BEGIN

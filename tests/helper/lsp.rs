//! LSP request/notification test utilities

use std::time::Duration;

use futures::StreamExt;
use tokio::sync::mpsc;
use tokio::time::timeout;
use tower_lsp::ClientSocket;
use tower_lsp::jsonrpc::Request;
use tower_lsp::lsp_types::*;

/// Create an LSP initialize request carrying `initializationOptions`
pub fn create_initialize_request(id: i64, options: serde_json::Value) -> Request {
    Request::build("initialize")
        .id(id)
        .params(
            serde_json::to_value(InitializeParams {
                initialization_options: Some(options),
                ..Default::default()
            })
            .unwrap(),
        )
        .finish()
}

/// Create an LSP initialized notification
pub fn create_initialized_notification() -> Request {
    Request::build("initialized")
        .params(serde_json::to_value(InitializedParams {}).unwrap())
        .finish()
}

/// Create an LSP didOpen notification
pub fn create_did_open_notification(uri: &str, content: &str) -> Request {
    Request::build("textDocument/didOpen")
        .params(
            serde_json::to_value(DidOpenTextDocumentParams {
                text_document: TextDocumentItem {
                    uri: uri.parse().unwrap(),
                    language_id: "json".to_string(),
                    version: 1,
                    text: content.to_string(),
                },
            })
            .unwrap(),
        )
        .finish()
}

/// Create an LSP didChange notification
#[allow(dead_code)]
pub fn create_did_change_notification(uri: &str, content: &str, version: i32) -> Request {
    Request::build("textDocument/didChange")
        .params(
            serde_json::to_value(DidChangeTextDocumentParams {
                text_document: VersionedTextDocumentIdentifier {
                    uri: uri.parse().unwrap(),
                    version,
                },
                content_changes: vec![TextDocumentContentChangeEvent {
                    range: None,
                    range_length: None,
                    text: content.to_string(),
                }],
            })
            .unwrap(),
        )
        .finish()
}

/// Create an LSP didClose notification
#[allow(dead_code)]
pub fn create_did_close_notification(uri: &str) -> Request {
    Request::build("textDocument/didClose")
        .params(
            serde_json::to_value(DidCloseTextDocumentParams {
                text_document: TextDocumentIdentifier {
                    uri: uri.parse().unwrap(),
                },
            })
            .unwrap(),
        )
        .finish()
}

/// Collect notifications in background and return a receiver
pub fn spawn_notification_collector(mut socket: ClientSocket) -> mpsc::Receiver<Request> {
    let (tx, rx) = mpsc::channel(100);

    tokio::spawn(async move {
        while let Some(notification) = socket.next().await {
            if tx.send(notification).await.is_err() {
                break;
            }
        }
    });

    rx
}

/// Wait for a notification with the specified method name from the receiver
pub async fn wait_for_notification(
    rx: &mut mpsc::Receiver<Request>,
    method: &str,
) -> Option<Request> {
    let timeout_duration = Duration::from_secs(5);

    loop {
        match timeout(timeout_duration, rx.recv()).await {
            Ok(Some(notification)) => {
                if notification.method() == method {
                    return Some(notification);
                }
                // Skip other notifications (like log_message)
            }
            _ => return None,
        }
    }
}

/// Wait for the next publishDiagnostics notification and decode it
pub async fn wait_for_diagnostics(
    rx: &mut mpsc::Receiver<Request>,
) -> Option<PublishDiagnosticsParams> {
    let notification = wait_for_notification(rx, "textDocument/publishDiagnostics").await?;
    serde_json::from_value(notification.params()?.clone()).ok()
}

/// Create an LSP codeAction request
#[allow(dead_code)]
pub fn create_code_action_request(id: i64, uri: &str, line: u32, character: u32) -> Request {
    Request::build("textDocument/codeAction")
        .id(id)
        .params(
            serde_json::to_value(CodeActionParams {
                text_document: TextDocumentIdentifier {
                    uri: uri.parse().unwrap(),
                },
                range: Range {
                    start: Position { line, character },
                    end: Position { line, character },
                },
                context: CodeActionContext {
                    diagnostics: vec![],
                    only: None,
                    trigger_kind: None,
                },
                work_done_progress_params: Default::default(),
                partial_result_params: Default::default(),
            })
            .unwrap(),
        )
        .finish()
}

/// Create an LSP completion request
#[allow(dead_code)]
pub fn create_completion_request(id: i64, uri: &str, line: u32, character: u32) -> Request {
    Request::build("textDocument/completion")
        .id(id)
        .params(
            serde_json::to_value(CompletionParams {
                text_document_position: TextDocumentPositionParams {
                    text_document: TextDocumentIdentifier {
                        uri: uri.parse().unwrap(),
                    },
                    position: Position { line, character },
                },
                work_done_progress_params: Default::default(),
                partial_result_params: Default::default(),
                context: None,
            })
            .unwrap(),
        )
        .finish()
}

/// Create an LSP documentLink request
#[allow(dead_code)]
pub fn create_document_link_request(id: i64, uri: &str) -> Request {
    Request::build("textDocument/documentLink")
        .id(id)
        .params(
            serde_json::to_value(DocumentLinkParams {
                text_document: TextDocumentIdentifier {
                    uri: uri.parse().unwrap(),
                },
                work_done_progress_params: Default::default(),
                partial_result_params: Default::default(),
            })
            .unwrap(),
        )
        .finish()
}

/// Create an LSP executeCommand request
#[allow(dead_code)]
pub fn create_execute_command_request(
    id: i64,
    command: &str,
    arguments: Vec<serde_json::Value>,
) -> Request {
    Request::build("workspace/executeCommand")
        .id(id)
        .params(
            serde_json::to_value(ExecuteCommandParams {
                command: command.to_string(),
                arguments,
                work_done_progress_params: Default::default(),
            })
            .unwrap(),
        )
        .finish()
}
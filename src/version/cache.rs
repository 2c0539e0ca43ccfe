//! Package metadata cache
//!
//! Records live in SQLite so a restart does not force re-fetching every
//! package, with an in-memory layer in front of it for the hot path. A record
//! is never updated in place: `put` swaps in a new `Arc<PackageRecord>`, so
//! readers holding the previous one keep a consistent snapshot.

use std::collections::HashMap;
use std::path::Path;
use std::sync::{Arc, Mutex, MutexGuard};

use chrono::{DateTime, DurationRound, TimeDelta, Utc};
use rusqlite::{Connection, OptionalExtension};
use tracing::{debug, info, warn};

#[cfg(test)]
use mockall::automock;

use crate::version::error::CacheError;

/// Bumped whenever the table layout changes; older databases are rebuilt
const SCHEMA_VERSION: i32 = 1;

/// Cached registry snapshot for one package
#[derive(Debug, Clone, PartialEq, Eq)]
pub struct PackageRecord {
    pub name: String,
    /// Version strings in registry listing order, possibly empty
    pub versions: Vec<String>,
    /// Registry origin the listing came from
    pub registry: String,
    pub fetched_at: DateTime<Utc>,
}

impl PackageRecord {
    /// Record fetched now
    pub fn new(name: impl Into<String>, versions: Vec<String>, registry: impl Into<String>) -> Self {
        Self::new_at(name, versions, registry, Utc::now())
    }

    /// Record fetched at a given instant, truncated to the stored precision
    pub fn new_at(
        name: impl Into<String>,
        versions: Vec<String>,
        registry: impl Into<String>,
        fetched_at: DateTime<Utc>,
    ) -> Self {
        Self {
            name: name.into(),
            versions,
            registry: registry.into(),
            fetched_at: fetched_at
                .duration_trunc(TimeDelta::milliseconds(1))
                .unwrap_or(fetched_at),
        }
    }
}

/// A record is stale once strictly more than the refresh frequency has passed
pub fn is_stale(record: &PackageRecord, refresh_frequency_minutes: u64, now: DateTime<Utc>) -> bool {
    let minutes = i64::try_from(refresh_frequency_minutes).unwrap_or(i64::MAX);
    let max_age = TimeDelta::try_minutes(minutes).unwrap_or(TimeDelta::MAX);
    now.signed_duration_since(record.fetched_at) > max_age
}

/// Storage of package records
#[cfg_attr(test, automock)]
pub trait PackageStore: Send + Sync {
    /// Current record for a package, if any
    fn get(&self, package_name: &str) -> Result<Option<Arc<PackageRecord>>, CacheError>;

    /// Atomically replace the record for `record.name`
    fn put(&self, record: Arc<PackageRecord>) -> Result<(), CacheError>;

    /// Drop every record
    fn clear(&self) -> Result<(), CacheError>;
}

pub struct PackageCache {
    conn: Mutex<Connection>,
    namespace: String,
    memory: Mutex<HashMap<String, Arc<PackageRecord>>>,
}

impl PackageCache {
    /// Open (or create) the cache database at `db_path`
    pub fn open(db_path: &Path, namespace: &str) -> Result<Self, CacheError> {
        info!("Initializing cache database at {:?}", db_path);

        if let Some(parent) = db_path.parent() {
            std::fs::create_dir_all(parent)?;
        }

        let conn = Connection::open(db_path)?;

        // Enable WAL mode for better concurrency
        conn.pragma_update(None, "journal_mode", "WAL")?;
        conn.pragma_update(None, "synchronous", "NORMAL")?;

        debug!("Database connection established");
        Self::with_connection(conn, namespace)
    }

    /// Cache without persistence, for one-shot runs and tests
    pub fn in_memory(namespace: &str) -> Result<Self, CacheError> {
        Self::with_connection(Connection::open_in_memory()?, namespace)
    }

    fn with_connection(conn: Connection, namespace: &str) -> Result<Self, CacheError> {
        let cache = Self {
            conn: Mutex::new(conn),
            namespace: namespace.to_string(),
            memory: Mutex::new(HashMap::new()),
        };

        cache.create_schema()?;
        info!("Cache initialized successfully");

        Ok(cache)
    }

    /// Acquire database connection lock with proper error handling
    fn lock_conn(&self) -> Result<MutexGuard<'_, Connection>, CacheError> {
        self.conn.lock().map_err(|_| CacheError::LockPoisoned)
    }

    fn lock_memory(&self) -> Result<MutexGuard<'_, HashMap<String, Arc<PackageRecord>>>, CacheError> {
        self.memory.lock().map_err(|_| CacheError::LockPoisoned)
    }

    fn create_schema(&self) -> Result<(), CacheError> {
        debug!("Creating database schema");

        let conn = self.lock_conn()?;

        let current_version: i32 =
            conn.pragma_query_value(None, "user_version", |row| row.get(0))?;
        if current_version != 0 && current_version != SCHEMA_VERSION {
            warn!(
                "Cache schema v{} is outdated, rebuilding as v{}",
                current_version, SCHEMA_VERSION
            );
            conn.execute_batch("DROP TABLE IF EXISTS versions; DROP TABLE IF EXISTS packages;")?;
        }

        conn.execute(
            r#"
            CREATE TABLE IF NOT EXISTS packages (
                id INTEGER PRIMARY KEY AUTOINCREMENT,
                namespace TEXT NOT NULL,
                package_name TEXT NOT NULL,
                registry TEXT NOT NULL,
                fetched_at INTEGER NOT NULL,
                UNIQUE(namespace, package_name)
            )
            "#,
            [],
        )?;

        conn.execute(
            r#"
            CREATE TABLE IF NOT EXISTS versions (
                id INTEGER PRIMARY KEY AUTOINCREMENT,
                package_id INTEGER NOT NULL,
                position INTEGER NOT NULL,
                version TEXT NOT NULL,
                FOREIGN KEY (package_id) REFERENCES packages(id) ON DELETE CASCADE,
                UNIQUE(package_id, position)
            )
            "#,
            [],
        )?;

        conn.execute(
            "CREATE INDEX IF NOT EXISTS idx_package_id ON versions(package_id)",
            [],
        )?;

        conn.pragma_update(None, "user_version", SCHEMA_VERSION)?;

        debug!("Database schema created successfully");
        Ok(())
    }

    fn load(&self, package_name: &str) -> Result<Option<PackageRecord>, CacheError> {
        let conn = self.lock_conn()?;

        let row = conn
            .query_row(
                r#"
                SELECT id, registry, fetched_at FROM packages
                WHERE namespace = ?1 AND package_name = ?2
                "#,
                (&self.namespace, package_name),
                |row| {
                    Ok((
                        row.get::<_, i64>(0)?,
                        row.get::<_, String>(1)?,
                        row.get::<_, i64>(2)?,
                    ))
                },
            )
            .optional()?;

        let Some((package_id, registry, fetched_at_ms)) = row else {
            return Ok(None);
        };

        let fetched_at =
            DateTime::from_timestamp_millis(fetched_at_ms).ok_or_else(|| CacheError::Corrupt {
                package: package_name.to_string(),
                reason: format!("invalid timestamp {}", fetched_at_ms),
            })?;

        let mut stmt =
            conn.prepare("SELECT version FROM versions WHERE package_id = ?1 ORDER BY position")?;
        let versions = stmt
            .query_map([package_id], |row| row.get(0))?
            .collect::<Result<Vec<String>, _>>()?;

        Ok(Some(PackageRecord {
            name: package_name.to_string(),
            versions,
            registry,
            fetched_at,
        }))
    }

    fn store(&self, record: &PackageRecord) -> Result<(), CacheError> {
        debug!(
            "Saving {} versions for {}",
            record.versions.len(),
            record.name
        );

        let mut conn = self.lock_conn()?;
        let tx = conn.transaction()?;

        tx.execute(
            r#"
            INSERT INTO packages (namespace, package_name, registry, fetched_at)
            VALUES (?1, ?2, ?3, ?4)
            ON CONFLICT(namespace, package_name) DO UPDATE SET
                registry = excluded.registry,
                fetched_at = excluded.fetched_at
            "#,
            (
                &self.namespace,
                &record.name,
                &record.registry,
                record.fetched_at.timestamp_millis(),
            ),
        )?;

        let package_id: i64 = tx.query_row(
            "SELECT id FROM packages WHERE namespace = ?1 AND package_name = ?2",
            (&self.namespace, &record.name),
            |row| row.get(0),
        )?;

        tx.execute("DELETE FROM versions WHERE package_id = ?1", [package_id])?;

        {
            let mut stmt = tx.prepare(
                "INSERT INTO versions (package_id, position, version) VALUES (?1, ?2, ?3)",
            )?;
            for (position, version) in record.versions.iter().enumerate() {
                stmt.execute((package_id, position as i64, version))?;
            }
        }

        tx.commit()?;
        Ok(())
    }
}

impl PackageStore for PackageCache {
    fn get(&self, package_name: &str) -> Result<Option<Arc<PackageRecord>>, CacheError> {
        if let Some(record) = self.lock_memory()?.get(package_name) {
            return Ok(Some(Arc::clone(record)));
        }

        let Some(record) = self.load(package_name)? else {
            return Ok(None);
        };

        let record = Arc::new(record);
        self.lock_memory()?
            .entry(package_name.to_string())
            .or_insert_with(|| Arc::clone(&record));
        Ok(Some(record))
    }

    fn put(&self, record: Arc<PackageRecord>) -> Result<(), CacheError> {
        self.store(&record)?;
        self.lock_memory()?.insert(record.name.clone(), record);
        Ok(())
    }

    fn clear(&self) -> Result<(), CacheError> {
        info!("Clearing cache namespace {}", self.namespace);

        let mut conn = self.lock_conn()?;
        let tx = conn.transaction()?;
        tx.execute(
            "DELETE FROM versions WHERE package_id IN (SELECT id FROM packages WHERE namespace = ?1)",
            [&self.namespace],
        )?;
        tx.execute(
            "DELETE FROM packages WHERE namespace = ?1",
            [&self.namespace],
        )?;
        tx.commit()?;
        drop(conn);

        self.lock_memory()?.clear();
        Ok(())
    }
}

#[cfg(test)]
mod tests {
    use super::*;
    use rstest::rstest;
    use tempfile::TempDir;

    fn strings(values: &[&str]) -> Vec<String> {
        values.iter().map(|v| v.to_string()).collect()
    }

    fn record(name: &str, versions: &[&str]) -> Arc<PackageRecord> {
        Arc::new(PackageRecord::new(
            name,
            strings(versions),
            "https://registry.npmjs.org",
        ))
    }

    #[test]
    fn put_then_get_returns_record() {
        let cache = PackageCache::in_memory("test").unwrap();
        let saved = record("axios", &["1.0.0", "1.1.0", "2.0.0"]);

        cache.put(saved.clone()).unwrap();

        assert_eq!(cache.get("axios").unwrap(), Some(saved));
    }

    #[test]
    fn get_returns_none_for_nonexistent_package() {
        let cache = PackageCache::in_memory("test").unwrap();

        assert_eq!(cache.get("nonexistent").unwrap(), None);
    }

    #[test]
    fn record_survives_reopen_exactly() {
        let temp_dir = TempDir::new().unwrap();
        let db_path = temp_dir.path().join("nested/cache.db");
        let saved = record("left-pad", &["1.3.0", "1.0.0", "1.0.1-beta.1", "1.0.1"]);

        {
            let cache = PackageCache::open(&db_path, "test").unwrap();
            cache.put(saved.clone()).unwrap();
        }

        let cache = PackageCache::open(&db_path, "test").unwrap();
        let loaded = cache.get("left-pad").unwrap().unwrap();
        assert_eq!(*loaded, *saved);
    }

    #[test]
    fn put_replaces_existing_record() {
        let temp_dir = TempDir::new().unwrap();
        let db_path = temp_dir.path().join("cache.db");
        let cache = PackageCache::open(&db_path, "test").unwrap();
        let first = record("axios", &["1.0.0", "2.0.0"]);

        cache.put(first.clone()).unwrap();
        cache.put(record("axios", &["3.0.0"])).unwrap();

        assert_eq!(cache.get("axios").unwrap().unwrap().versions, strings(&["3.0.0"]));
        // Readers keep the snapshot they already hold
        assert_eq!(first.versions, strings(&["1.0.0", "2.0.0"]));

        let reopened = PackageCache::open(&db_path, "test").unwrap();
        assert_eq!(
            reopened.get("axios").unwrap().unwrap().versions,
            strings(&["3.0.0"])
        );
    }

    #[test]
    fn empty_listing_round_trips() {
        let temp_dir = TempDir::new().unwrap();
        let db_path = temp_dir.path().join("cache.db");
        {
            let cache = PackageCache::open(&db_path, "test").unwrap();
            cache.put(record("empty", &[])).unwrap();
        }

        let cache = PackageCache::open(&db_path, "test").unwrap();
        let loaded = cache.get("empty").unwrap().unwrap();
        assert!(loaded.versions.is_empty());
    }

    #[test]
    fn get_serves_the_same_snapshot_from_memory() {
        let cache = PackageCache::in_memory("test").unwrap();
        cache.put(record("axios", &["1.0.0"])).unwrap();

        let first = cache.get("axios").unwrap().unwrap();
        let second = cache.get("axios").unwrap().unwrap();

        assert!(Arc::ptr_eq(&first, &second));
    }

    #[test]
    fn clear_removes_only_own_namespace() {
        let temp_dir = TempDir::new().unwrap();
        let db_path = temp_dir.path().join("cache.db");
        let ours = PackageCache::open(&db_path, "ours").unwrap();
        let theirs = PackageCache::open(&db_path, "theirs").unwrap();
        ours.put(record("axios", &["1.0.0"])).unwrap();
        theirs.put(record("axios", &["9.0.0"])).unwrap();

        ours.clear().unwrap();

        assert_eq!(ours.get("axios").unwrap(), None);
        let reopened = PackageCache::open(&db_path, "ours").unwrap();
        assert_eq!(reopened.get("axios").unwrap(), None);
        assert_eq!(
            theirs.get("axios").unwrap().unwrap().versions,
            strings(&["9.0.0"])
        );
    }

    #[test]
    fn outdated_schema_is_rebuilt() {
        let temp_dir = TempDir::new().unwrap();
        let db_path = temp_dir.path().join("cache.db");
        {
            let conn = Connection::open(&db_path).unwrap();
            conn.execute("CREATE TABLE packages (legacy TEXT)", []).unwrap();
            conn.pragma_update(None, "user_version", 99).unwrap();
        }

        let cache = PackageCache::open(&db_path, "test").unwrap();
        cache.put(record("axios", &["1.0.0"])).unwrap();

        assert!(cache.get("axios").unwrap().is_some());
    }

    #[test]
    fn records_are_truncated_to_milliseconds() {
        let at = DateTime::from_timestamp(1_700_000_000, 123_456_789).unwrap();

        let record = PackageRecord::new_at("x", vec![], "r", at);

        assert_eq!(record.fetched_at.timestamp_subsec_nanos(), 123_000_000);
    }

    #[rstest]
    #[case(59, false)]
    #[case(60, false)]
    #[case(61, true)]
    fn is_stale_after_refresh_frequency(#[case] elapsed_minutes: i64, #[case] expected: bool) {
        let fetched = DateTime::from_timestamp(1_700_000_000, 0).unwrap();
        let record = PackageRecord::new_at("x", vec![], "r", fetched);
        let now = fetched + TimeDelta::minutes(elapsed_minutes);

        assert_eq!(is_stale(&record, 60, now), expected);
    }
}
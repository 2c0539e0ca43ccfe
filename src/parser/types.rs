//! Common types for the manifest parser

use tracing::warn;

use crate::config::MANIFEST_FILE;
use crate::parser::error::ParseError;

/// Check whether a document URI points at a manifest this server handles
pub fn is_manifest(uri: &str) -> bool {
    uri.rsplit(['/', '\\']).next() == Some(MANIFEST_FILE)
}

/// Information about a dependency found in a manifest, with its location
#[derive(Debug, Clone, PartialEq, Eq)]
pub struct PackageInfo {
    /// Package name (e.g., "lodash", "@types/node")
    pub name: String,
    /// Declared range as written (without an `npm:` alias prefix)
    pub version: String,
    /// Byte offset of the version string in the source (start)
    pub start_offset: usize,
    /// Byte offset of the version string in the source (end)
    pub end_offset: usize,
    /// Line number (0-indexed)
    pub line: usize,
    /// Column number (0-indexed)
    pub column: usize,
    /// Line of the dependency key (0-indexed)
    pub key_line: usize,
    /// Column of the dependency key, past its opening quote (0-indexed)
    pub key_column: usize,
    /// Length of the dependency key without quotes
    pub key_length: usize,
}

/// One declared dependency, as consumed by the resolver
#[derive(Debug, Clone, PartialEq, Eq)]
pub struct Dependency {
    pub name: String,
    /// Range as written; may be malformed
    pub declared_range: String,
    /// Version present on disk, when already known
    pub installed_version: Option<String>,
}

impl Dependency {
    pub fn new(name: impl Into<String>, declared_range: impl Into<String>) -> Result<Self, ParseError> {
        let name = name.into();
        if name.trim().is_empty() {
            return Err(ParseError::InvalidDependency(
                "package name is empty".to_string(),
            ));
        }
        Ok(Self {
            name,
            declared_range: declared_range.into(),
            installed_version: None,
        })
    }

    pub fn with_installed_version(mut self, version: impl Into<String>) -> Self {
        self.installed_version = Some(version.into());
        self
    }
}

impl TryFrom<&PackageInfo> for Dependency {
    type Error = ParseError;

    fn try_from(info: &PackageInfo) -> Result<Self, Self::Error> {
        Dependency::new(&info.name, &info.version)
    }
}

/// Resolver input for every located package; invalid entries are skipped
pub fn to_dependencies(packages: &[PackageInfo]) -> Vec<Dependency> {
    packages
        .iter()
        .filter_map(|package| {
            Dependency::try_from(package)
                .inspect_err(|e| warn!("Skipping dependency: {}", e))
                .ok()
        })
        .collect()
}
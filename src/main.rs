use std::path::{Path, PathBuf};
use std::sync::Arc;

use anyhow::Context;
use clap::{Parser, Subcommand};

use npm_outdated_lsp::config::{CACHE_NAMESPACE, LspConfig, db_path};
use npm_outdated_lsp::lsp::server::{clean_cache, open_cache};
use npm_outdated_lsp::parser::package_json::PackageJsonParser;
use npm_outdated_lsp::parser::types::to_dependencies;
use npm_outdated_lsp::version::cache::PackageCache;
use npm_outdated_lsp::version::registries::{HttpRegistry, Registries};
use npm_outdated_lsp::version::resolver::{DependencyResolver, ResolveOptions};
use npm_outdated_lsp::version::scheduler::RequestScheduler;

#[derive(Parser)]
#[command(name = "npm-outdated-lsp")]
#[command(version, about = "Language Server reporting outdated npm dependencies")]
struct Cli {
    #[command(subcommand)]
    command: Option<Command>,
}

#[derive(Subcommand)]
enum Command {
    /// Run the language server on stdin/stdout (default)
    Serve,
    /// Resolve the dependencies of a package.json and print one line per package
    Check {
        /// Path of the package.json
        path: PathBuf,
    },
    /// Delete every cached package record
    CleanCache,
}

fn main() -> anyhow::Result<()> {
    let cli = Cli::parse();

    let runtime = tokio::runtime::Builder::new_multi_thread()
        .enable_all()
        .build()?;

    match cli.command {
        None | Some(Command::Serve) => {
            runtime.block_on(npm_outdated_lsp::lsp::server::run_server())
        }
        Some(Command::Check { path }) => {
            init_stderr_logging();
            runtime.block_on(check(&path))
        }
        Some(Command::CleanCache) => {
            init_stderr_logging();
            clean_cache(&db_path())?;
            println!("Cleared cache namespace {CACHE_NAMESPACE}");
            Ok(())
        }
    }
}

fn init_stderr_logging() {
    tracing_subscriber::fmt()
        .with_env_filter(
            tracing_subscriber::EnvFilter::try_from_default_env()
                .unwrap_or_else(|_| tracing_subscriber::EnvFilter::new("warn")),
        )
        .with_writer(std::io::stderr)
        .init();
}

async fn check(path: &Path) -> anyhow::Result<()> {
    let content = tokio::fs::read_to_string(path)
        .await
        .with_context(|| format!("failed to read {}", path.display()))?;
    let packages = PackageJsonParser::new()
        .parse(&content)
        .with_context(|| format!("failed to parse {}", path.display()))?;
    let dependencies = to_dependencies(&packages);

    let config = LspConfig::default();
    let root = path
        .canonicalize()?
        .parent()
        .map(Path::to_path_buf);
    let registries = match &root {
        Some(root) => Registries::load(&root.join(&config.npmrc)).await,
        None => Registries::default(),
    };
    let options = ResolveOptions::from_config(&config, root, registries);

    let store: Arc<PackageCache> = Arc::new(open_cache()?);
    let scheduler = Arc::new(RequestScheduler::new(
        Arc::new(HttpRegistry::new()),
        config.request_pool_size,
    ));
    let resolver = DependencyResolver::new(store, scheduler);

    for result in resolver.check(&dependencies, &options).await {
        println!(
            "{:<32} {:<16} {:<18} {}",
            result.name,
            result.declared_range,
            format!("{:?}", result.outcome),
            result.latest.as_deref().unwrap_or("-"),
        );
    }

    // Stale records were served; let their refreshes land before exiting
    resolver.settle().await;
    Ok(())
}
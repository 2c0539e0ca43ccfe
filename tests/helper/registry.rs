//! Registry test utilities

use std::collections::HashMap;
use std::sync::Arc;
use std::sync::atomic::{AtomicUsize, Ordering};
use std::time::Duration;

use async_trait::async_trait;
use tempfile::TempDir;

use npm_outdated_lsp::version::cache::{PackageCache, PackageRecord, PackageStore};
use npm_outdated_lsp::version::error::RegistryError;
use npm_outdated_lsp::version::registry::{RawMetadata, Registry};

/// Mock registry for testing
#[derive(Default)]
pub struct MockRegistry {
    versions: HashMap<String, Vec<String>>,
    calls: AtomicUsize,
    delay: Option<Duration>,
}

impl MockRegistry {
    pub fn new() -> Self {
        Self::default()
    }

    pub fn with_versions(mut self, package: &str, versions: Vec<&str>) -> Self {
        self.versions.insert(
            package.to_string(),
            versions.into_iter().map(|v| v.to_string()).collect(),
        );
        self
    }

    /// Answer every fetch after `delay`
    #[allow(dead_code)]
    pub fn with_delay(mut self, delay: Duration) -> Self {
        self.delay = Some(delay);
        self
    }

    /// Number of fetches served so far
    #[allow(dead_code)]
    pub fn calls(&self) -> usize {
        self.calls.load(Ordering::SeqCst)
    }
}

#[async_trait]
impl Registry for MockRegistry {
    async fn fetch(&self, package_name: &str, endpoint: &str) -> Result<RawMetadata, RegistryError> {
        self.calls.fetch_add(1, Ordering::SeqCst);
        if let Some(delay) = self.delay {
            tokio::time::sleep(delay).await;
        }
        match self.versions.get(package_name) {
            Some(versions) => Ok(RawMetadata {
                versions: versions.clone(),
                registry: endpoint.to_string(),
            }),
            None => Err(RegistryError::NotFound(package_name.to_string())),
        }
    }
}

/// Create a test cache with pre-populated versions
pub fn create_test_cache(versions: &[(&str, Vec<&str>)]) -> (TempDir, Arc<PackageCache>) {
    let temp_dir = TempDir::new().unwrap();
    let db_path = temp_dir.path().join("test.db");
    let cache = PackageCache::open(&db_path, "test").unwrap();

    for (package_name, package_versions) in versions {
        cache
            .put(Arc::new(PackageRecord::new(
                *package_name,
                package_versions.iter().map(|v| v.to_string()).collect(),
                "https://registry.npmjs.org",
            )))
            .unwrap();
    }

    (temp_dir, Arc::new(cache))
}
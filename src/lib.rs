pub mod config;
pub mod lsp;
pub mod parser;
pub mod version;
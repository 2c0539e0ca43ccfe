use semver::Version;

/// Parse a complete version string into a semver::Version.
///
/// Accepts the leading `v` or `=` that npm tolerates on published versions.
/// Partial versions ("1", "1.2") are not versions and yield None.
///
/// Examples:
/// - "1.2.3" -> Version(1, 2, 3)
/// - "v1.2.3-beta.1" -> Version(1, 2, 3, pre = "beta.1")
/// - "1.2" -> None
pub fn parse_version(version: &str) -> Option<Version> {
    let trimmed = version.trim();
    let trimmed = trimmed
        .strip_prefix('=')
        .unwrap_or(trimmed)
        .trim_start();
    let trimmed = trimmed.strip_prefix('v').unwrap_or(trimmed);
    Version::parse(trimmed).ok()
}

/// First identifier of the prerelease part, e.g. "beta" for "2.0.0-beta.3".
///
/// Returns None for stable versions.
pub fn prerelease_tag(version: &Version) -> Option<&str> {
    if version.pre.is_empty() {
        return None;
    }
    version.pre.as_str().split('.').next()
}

END

§ **Exercise instructions**: Exactly the lines above from the one with "runtime.block_on(check(&path))" to the one with "let packages = PackageJsonParser::new()", both included, are to be quoted; leave the rest out.

§ **Result for this exercise**:
            runtime.block_on(check(&path))
        }
        Some(Command::CleanCache) => {
            init_stderr_logging();
            clean_cache(&db_path())?;
            println!("Cleared cache namespace {CACHE_NAMESPACE}");
            Ok(())
        }
    }
}

fn init_stderr_logging() {
    tracing_subscriber::fmt()
        .with_env_filter(
            tracing_subscriber::EnvFilter::try_from_default_env()
                .unwrap_or_else(|_| tracing_subscriber::EnvFilter::new("warn")),
        )
        .with_writer(std::io::stderr)
        .init();
}

async fn check(path: &Path) -> anyhow::Result<()> {
    let content = tokio::fs::read_to_string(path)
        .await
        .with_context(|| format!("failed to read {}", path.display()))?;
    let packages = PackageJsonParser::new()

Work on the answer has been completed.